Saved data entries
══════════
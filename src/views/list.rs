//! View model for the dataset catalog screen.

use chrono::DateTime;

use super::LoadTicket;
use crate::client::{ListScope, ResourceClient};
use crate::errors::ApiError;
use crate::models::Dataset;

/// Sort order for the catalog.
#[derive(Debug, Clone, Copy, PartialEq, Eq, Default)]
pub enum SortKey {
    /// Most recently created first
    #[default]
    Newest,
    /// Alphabetical by name
    Name,
    /// Most downloaded first
    Downloads,
    /// Largest file first
    Size,
}

/// State behind the dataset catalog screen.
///
/// The loaded rows are kept as the backend returned them; searching,
/// filtering, and sorting happen in [`visible`](Self::visible) so changing
/// a control never needs another network call.
#[derive(Debug, Default)]
pub struct DatasetListModel {
    datasets: Vec<Dataset>,
    pub search_text: String,
    pub sort_key: SortKey,
    /// When set, only datasets of this file type are visible.
    pub file_type: Option<String>,
    loading: bool,
    error: Option<ApiError>,
    generation: u64,
}

impl DatasetListModel {
    pub fn new() -> Self {
        Self::default()
    }

    /// Start a load, invalidating any response still in flight.
    pub fn begin_load(&mut self) -> LoadTicket {
        self.generation += 1;
        self.loading = true;
        self.error = None;
        LoadTicket::new(self.generation)
    }

    /// Apply a load result. Returns `false` when the ticket is stale, in
    /// which case the model is left untouched.
    pub fn complete_load(
        &mut self,
        ticket: LoadTicket,
        result: Result<Vec<Dataset>, ApiError>,
    ) -> bool {
        if !ticket.matches(self.generation) {
            tracing::debug!("Discarding stale dataset list response");
            return false;
        }
        self.loading = false;
        match result {
            Ok(datasets) => self.datasets = datasets,
            Err(err) => self.error = Some(err),
        }
        true
    }

    /// Drop any result still in flight without clearing loaded rows.
    pub fn invalidate(&mut self) {
        self.generation += 1;
        self.loading = false;
    }

    /// Load the given scope from the backend and apply the result.
    pub async fn refresh(&mut self, client: &ResourceClient, scope: ListScope) -> bool {
        let ticket = self.begin_load();
        let result = client.list_datasets(scope).await;
        self.complete_load(ticket, result)
    }

    /// Remove one dataset locally, for when a delete already succeeded on
    /// the backend and a full reload is not worth it.
    pub fn remove(&mut self, id: &str) -> bool {
        let before = self.datasets.len();
        self.datasets.retain(|dataset| dataset.id != id);
        self.datasets.len() != before
    }

    /// The rows the screen should render, after search, file-type filter,
    /// and sort.
    pub fn visible(&self) -> Vec<&Dataset> {
        let needle = self.search_text.trim().to_lowercase();
        let mut rows: Vec<&Dataset> = self
            .datasets
            .iter()
            .filter(|dataset| needle.is_empty() || matches_search(dataset, &needle))
            .filter(|dataset| match &self.file_type {
                Some(file_type) => dataset.file_type.eq_ignore_ascii_case(file_type),
                None => true,
            })
            .collect();
        match self.sort_key {
            SortKey::Newest => rows.sort_by(|a, b| compare_created(b, a)),
            SortKey::Name => {
                rows.sort_by(|a, b| a.name.to_lowercase().cmp(&b.name.to_lowercase()))
            }
            SortKey::Downloads => rows.sort_by(|a, b| b.downloads.cmp(&a.downloads)),
            SortKey::Size => rows.sort_by(|a, b| b.size.cmp(&a.size)),
        }
        rows
    }

    /// Distinct file types among the loaded rows, for the filter control.
    pub fn file_types(&self) -> Vec<String> {
        let mut types: Vec<String> = self
            .datasets
            .iter()
            .map(|dataset| dataset.file_type.clone())
            .collect();
        types.sort();
        types.dedup();
        types
    }

    pub fn datasets(&self) -> &[Dataset] {
        &self.datasets
    }

    pub fn is_loading(&self) -> bool {
        self.loading
    }

    pub fn error(&self) -> Option<&ApiError> {
        self.error.as_ref()
    }
}

fn matches_search(dataset: &Dataset, needle: &str) -> bool {
    dataset.name.to_lowercase().contains(needle)
        || dataset.description.to_lowercase().contains(needle)
        || dataset
            .tags
            .iter()
            .any(|tag| tag.to_lowercase().contains(needle))
}

/// Compare by creation time, falling back to the raw strings when a
/// timestamp does not parse.
fn compare_created(a: &Dataset, b: &Dataset) -> std::cmp::Ordering {
    let parse = |value: &str| DateTime::parse_from_rfc3339(value).ok();
    match (parse(&a.created_at), parse(&b.created_at)) {
        (Some(a_ts), Some(b_ts)) => a_ts.cmp(&b_ts),
        _ => a.created_at.cmp(&b.created_at),
    }
}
══════════
* **ACTIVITY**
Your answer must be the lines above from the one containing "pub async fn" to the one containing "already succeeded on", both included, restated word for word.

* **WRITTEN RESPONSE**
    pub async fn refresh(&mut self, client: &ResourceClient, scope: ListScope) -> bool {
        let ticket = self.begin_load();
        let result = client.list_datasets(scope).await;
        self.complete_load(ticket, result)
    }

    /// Remove one dataset locally, for when a delete already succeeded on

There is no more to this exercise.